* **Assignment**
Lines in the data below that contain the word "serde" are to be copied.

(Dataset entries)
+-------+
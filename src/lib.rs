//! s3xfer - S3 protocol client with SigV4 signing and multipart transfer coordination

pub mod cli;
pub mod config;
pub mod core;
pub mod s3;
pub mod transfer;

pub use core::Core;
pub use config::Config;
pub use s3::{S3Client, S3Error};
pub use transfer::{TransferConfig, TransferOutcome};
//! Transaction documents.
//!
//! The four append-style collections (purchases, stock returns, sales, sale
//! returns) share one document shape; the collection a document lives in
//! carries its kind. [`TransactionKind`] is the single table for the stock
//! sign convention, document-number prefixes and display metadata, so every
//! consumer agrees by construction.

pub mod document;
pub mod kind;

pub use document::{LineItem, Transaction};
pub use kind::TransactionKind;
+-------+
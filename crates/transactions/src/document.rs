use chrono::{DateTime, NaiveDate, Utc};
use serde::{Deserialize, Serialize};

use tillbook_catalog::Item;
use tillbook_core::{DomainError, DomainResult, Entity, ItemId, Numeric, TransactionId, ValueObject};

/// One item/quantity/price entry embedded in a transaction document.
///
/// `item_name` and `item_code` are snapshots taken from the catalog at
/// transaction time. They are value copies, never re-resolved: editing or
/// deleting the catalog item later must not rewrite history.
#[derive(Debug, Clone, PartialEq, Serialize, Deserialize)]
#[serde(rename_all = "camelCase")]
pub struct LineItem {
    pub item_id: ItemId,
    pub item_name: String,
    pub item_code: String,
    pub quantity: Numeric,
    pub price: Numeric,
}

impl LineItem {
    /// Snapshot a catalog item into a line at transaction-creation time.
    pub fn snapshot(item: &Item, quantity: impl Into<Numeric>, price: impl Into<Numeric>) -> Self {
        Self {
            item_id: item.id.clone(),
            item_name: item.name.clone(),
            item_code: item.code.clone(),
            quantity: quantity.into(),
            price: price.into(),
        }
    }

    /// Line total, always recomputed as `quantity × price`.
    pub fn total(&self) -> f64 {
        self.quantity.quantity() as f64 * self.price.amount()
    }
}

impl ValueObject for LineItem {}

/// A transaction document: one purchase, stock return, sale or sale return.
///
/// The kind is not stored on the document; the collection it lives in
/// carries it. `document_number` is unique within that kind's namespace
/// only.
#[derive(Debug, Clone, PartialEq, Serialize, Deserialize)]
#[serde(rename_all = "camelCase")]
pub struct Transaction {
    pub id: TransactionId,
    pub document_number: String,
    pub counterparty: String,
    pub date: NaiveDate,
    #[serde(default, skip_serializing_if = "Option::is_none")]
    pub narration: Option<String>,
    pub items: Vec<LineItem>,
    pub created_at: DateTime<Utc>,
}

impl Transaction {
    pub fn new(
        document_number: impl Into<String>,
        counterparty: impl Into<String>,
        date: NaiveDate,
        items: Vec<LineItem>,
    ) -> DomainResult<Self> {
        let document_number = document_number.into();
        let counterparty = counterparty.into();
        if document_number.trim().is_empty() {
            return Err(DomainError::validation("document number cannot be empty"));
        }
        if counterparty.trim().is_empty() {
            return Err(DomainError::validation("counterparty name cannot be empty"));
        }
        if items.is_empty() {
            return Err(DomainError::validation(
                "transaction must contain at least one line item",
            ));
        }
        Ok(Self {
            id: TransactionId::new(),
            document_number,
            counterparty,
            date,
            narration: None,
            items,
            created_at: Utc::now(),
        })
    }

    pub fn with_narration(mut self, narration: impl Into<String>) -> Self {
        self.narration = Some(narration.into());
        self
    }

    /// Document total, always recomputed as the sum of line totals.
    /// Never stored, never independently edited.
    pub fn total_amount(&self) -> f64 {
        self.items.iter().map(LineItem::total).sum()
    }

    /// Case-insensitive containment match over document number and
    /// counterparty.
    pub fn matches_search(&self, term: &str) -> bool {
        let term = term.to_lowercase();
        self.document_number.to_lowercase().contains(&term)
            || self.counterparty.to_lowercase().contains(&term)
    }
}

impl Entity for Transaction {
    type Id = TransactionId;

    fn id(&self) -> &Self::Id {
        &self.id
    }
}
+-------+
* **Completed exercise**
use serde::{Deserialize, Serialize};
#[serde(rename_all = "camelCase")]
#[serde(rename_all = "camelCase")]
    #[serde(default, skip_serializing_if = "Option::is_none")]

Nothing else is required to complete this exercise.